4Individually replaceable ink tanks for each color

4USB and parallel ports

42880 x 720 resolution

4Uses water-resistant pigment-based inks


4Paper feeding is noisy

4Odd styling

Did You Know?

Do you have a Seiko wristwatch? It uses the same technology as Epson’s printers. Huh?

Here’s the story: Seiko Epson (the Japanese parent company) knew that when an electric current is applied to a quartz crystal, it vibrates. This piezo-electric phenomenon was harnessed and became the basis of the quartz-crystal technology that makes all modern wristwatches keep such accurate time. Epson inkjet printers use the same piezoelectric technology to control the printheads that apply microscopic droplets of ink to paper.

Printing Tip

To test the printer, we made business cards using Microsoft Publisher. When we printed the gray Reference Guide logo using a setting of 50% gray, it looked good, but we knew we could do better.

Instead of printing with only black ink (which makes gray by leaving white space between individual black dots), we did what the pros do: mixed all four ink colors.
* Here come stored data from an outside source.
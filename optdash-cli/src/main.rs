//! optdash CLI: scanner, deep dive, suggestion and option-chain commands.
//!
//! Commands:
//! - `scan`: price, ATM IV and volume ratio for a watchlist
//! - `analyze`: technical status, strategy suggestion and Greeks for one ticker
//! - `suggest`: evaluate the decision table for given IV / RSI / MACD readings
//! - `chain`: calls and puts with Greeks for one expiry
//! - `config`: print the effective configuration as TOML

use std::path::PathBuf;
use std::sync::Arc;

use anyhow::{Context, Result};
use chrono::NaiveDate;
use clap::{Parser, Subcommand};
use serde_json::json;
use tracing_subscriber::EnvFilter;

use optdash_core::analysis::{suggest_with, MacdStatus, RsiStatus, Suggestion, TechnicalReport};
use optdash_core::config::DashboardConfig;
use optdash_core::data::{
    CircuitBreaker, DashboardProvider, StderrProgress, SyntheticProvider, YahooProvider,
};
use optdash_core::domain::{parse_ticker_list, OptionQuote, OptionSide};
use optdash_core::present;
use optdash_core::scanner::ScanRow;
use optdash_core::{ChainView, Dashboard, DeepDive, Section};

#[derive(Parser)]
#[command(name = "optdash", about = "optdash: options scanner and strategy suggestions")]
struct Cli {
    /// Path to a TOML config file. Defaults apply when omitted.
    #[arg(long, global = true)]
    config: Option<PathBuf>,

    /// Use deterministic synthetic data instead of Yahoo Finance.
    #[arg(long, global = true, default_value_t = false)]
    offline: bool,

    /// Emit JSON instead of tables.
    #[arg(long, global = true, default_value_t = false)]
    json: bool,

    #[command(subcommand)]
    command: Commands,
}

#[derive(Subcommand)]
enum Commands {
    /// Scan tickers (space or comma separated). Defaults to the configured watchlist.
    Scan { tickers: Vec<String> },
    /// Deep dive: technicals, suggestion and option chain for one ticker.
    Analyze {
        /// Defaults to the configured deep-dive ticker.
        ticker: Option<String>,

        /// Expiry for the chain table (YYYY-MM-DD). Defaults to the nearest.
        #[arg(long)]
        expiry: Option<String>,
    },
    /// Evaluate the decision table directly.
    Suggest {
        /// ATM implied volatility in percent.
        #[arg(long, allow_hyphen_values = true)]
        iv: f64,

        /// RSI(14) reading.
        #[arg(long, allow_hyphen_values = true)]
        rsi: f64,

        /// MACD histogram value.
        #[arg(long, allow_hyphen_values = true)]
        macd: f64,
    },
    /// Option chain with Greeks for one expiry.
    Chain {
        ticker: String,

        /// Expiry (YYYY-MM-DD). Defaults to the nearest.
        #[arg(long)]
        expiry: Option<String>,

        /// call (CE), put (PE), or both when omitted.
        #[arg(long, value_parser = parse_side)]
        side: Option<OptionSide>,
    },
    /// Print the effective configuration as TOML.
    Config,
}

fn parse_side(s: &str) -> Result<OptionSide, String> {
    OptionSide::parse(s).ok_or_else(|| format!("unknown side '{s}'. Valid: call, put, ce, pe"))
}

fn parse_date(s: &str) -> Result<NaiveDate> {
    NaiveDate::parse_from_str(s, "%Y-%m-%d").with_context(|| format!("invalid date '{s}'"))
}

fn main() -> Result<()> {
    tracing_subscriber::fmt()
        .with_writer(std::io::stderr)
        .with_env_filter(
            EnvFilter::try_from_default_env().unwrap_or_else(|_| EnvFilter::new("info")),
        )
        .init();

    let cli = Cli::parse();

    let config = match &cli.config {
        Some(path) => DashboardConfig::from_file(path)
            .with_context(|| format!("loading config {}", path.display()))?,
        None => DashboardConfig::default(),
    };

    match cli.command {
        Commands::Config => {
            print!("{}", config.to_toml_string()?);
            Ok(())
        }
        Commands::Suggest { iv, rsi, macd } => run_suggest(&config, iv, rsi, macd, cli.json),
        Commands::Scan { tickers } => {
            let mut dashboard = build_dashboard(config, cli.offline)?;
            run_scan(&mut dashboard, &tickers, cli.json)
        }
        Commands::Analyze { ticker, expiry } => {
            let expiry = expiry.as_deref().map(parse_date).transpose()?;
            let mut dashboard = build_dashboard(config, cli.offline)?;
            run_analyze(&mut dashboard, ticker, expiry, cli.json)
        }
        Commands::Chain {
            ticker,
            expiry,
            side,
        } => {
            let expiry = expiry.as_deref().map(parse_date).transpose()?;
            let mut dashboard = build_dashboard(config, cli.offline)?;
            run_chain(&mut dashboard, &ticker, expiry, side, cli.json)
        }
    }
}

fn build_dashboard(config: DashboardConfig, offline: bool) -> Result<Dashboard> {
    let provider: Box<dyn DashboardProvider> = if offline {
        Box::new(SyntheticProvider::new(chrono::Local::now().date_naive()))
    } else {
        let circuit_breaker = Arc::new(CircuitBreaker::default_provider());
        Box::new(YahooProvider::new(circuit_breaker)?)
    };
    let dashboard = Dashboard::new(provider, config);
    tracing::debug!(provider = dashboard.provider_name(), "provider ready");
    Ok(dashboard)
}

fn run_scan(dashboard: &mut Dashboard, args: &[String], as_json: bool) -> Result<()> {
    let tickers = if args.is_empty() {
        dashboard.config().scan.tickers.clone()
    } else {
        parse_ticker_list(&args.join(","))
    };
    if tickers.is_empty() {
        println!("No tickers to scan.");
        return Ok(());
    }

    let rows = dashboard.scan(&tickers, &StderrProgress);

    if as_json {
        println!("{}", serde_json::to_string_pretty(&rows)?);
    } else {
        print_scan(&rows, &dashboard.config().display.currency);
    }
    Ok(())
}

fn run_analyze(
    dashboard: &mut Dashboard,
    ticker: Option<String>,
    expiry: Option<NaiveDate>,
    as_json: bool,
) -> Result<()> {
    let ticker = ticker.unwrap_or_else(|| dashboard.config().deep_dive.ticker.clone());
    let mut dive = dashboard.deep_dive(&ticker)?;
    if let Some(date) = expiry {
        dive.chain = dashboard.chain_for(&dive, date);
    }

    if as_json {
        println!("{}", serde_json::to_string_pretty(&dive)?);
        return Ok(());
    }

    let currency = dashboard.config().display.currency.clone();
    print_deep_dive(&dive, &currency);
    Ok(())
}

fn run_suggest(
    config: &DashboardConfig,
    iv: f64,
    rsi: f64,
    macd: f64,
    as_json: bool,
) -> Result<()> {
    let rsi_status = RsiStatus::classify_with(rsi, &config.thresholds.rsi);
    let macd_status = MacdStatus::classify(macd);
    let suggestion = suggest_with(iv, rsi_status, macd_status, &config.thresholds.iv);

    if as_json {
        let out = json!({
            "suggestion": suggestion,
            "label": suggestion.label(),
            "rationale": present::rationale(&suggestion),
            "disclaimer": present::DISCLAIMER,
        });
        println!("{}", serde_json::to_string_pretty(&out)?);
        return Ok(());
    }

    println!("RSI (14):       {}", present::rsi_label(rsi_status));
    println!("MACD Status:    {}", present::macd_label(macd_status));
    print_suggestion(&suggestion);
    Ok(())
}

fn run_chain(
    dashboard: &mut Dashboard,
    ticker: &str,
    expiry: Option<NaiveDate>,
    side: Option<OptionSide>,
    as_json: bool,
) -> Result<()> {
    let section = dashboard.option_chain(ticker, expiry)?;

    if as_json {
        println!("{}", serde_json::to_string_pretty(&section)?);
        return Ok(());
    }

    match &section {
        Section::Ready(view) => print_chain(view, side),
        other => eprintln!("{}", present::section_message(other).unwrap_or_default()),
    }
    Ok(())
}

// ── Output ───────────────────────────────────────────────────────────

fn print_scan(rows: &[ScanRow], currency: &str) {
    println!();
    println!("{:<14} {:>12} {:>10} {:>16}", "Ticker", "Price", "ATM IV %", "Stock Vol. Ratio");
    println!("{}", "-".repeat(55));
    for row in rows {
        println!(
            "{:<14} {:>12} {:>10} {:>16}",
            row.ticker,
            present::format_price(row.price, currency),
            present::format_iv_pct(row.atm_iv_pct),
            present::format_volume_ratio(row.volume_ratio),
        );
    }
    println!();
}

fn print_deep_dive(dive: &DeepDive, currency: &str) {
    println!();
    println!(
        "=== Analysis for: {} (Current Price: {}) ===",
        dive.ticker,
        present::format_price(Some(dive.price), currency)
    );

    println!();
    println!("--- Technical Status Summary ---");
    match &dive.technical {
        Section::Ready(report) => print_technical(report),
        other => println!("{}", present::section_message(other).unwrap_or_default()),
    }

    println!();
    println!("--- Trade Suggestion ---");
    if let Section::Ready(iv) = &dive.atm_iv {
        println!("ATM IV (nearest expiry): {}", present::format_iv_pct(Some(*iv)));
    }
    match &dive.suggestion {
        Section::Ready(suggestion) => print_suggestion(suggestion),
        other => println!("{}", present::section_message(other).unwrap_or_default()),
    }

    println!();
    println!("--- Option Chain ---");
    if !dive.expiries.is_empty() {
        let dates: Vec<String> = dive.expiries.iter().map(|d| d.to_string()).collect();
        println!("Expiries: {}", dates.join(", "));
    }
    match &dive.chain {
        Section::Ready(view) => print_chain(view, None),
        other => println!("{}", present::section_message(other).unwrap_or_default()),
    }
}

fn print_technical(report: &TechnicalReport) {
    let snap = &report.snapshot;
    println!("As of:          {}", snap.date);
    println!("Close:          {:.2}", snap.close);
    println!(
        "Bollinger:      {:.2} / {:.2} / {:.2}",
        snap.bollinger_lower, snap.bollinger_middle, snap.bollinger_upper
    );
    println!("RSI:            {:.2}", snap.rsi14);
    println!(
        "MACD:           {:.3} (signal {:.3}, hist {:.3})",
        snap.macd_line, snap.macd_signal, snap.macd_histogram
    );
    for (title, value) in present::status_summary(&report.status) {
        println!("{:<16}{value}", format!("{title}:"));
    }
}

fn print_suggestion(suggestion: &Suggestion) {
    println!();
    println!("{}", present::headline(suggestion));
    println!("Why: {}", present::rationale(suggestion));
    println!();
    println!("{}", present::DISCLAIMER);
}

fn print_chain(view: &ChainView, side: Option<OptionSide>) {
    let sides: &[OptionSide] = match side {
        Some(OptionSide::Call) => &[OptionSide::Call],
        Some(OptionSide::Put) => &[OptionSide::Put],
        None => &[OptionSide::Call, OptionSide::Put],
    };
    for &s in sides {
        let title = match s {
            OptionSide::Call => "Call Option",
            OptionSide::Put => "Put Option",
        };
        println!();
        println!("{title} ({}) Chain (Expiry: {})", s.suffix(), view.expiry);
        print_quotes(view.side(s));
    }
}

fn print_quotes(quotes: &[OptionQuote]) {
    if quotes.is_empty() {
        println!("(no contracts)");
        return;
    }
    println!(
        "{:>10} {:>10} {:>9} {:>8} {:>8} {:>8} {:>8} {:>10} {:>8}",
        "Strike", "Last", "IV", "Delta", "Theta", "Gamma", "Vega", "OI", "Volume"
    );
    println!("{}", "-".repeat(88));
    for q in quotes {
        println!(
            "{:>10.2} {:>10.2} {:>9} {:>8} {:>8} {:>8} {:>8} {:>10} {:>8}",
            q.strike,
            q.last_price,
            present::format_chain_iv(q.implied_vol),
            present::format_greek(q.delta),
            present::format_greek(q.theta),
            present::format_greek(q.gamma),
            present::format_greek(q.vega),
            q.open_interest,
            q.volume,
        );
    }
}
The old setting used the RGB color model. We had Red, Green, and Blue each set to 147 (half the maximum value of 255). RGB is intended fox mixing light, like on your monitor, but it’s all wrong for mixing pigments, like ink. For printing, the CMYK color model is best.

First, we changed the color model to CMYK. Then we set Cyan to 23, Magenta to 18, Yellow to 18, and blacK to 23 (the four inks in your inkjet and any commercial printing press). The result was still a medium grey, but a grey that was solid, with no white showing through, even under magnification. It looked awesome. Try it for yourself!